── Data for this task
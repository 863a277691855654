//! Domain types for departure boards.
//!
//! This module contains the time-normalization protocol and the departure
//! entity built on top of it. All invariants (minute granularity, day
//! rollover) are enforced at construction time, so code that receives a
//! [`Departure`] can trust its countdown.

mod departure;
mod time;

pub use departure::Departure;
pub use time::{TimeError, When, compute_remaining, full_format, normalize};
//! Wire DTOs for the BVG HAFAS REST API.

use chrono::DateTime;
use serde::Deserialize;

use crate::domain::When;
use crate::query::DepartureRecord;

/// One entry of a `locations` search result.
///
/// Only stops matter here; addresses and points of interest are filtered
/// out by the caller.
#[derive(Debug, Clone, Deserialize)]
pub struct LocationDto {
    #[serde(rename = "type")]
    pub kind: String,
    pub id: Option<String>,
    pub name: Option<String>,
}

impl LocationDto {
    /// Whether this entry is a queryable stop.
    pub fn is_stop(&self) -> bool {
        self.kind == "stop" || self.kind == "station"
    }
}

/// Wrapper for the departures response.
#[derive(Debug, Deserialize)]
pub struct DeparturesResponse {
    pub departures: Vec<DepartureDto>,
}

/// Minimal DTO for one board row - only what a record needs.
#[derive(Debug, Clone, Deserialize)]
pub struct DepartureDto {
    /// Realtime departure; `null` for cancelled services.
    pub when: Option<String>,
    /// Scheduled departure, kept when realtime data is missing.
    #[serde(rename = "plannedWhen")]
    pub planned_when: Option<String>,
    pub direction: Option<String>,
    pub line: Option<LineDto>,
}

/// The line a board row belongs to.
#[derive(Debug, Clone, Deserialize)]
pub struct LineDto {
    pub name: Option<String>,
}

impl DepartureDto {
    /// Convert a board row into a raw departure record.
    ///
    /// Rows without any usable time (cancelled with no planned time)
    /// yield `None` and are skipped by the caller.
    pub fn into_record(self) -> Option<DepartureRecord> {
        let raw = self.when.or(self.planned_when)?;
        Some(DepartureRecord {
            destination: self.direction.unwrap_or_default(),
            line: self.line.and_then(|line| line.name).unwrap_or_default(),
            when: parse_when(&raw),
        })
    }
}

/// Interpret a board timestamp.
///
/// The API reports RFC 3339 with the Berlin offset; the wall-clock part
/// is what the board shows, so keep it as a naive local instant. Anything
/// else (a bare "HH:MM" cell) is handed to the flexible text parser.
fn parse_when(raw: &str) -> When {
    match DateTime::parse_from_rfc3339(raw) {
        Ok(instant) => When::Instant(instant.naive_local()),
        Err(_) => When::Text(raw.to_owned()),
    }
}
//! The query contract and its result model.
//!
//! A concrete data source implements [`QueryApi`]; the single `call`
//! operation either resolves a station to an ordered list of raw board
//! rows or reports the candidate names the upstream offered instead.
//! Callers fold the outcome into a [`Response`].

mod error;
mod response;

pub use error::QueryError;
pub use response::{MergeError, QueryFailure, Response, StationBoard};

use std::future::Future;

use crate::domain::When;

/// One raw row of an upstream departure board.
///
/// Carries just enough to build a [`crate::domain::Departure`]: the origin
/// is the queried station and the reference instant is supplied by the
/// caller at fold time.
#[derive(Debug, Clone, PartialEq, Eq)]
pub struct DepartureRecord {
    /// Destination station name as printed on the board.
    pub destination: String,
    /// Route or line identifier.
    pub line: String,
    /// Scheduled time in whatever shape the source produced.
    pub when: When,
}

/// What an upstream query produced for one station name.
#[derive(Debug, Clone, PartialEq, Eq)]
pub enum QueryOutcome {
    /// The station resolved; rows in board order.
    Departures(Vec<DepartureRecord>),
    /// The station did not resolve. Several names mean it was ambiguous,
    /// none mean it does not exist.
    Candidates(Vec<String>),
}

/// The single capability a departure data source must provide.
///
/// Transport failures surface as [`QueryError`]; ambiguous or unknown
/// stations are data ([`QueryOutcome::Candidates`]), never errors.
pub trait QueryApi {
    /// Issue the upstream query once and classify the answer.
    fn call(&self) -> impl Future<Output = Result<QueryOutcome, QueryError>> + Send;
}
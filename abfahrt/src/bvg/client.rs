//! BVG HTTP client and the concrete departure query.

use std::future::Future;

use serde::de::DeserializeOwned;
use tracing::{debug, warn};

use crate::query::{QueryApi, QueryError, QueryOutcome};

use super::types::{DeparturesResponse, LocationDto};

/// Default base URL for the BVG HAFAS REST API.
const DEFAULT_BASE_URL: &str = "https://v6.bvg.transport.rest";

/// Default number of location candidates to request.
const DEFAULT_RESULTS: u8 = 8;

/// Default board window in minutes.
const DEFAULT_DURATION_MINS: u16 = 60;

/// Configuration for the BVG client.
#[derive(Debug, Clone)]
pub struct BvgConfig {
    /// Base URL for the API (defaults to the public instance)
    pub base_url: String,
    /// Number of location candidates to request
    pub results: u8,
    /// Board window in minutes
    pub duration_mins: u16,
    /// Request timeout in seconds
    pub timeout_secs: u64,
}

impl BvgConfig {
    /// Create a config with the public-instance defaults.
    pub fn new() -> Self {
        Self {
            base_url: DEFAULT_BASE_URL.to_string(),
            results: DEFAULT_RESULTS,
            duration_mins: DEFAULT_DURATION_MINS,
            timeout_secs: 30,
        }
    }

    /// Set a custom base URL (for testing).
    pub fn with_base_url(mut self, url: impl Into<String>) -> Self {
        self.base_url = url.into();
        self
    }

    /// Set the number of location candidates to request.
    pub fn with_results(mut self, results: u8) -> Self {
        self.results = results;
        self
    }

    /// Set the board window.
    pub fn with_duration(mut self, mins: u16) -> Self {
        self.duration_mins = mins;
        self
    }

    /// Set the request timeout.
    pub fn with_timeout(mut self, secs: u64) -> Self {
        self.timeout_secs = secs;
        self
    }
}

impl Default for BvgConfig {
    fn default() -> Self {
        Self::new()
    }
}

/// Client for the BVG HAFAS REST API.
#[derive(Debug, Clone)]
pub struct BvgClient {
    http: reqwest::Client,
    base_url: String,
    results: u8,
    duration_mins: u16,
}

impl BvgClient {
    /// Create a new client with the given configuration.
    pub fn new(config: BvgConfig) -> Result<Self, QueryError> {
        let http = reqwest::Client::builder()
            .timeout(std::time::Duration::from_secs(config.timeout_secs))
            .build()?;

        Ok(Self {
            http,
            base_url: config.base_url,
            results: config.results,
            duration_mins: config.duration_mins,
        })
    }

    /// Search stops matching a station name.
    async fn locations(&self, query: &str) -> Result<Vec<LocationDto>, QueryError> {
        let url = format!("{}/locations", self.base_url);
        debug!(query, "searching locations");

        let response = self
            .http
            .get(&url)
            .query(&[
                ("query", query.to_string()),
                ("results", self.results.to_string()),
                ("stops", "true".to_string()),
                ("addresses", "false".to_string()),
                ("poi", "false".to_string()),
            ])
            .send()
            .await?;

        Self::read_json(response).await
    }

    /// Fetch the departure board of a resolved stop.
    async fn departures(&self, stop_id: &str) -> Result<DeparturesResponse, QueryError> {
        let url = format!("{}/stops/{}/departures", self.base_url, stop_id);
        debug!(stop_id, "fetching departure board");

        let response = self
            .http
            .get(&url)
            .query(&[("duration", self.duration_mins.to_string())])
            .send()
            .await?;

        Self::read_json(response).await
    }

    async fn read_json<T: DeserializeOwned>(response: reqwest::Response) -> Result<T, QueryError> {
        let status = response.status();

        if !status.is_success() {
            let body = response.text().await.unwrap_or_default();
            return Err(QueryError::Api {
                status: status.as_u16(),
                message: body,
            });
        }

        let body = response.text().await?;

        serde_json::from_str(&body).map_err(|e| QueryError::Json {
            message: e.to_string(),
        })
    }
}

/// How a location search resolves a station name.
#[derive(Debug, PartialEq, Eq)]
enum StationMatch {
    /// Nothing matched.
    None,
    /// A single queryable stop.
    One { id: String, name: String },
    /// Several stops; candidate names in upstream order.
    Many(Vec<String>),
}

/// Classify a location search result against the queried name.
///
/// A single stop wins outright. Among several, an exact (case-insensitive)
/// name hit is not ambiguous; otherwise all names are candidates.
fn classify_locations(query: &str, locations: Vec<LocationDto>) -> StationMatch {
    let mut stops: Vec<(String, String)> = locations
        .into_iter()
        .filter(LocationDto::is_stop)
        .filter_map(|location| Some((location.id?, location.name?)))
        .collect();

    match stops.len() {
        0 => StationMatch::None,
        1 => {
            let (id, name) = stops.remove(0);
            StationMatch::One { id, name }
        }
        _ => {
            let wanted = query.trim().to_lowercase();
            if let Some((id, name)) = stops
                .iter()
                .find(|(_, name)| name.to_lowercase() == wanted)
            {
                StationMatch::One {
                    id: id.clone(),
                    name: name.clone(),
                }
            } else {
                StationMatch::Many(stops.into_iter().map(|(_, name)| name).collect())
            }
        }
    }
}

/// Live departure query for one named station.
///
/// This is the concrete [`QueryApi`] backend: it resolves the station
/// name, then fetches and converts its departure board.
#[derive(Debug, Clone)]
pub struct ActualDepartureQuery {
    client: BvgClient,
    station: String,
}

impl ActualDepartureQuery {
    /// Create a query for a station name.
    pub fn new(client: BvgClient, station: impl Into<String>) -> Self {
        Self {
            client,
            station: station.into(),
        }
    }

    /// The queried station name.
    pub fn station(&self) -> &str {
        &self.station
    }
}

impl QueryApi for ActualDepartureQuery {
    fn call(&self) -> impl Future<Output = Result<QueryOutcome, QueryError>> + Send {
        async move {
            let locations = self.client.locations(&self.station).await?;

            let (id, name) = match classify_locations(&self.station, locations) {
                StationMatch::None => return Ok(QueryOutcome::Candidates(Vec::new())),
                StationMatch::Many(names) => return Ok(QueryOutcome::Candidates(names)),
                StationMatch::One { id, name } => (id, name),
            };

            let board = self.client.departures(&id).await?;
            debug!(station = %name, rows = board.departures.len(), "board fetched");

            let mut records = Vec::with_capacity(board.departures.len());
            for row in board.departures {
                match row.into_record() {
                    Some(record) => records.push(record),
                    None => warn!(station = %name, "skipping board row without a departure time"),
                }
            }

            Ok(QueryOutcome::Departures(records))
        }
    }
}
────
When a line in the records above holds "resolves", that line is to be reported.

## [Written solution]
//! operation either resolves a station to an ordered list of raw board
/// How a location search resolves a station name.
/// This is the concrete [`QueryApi`] backend: it resolves the station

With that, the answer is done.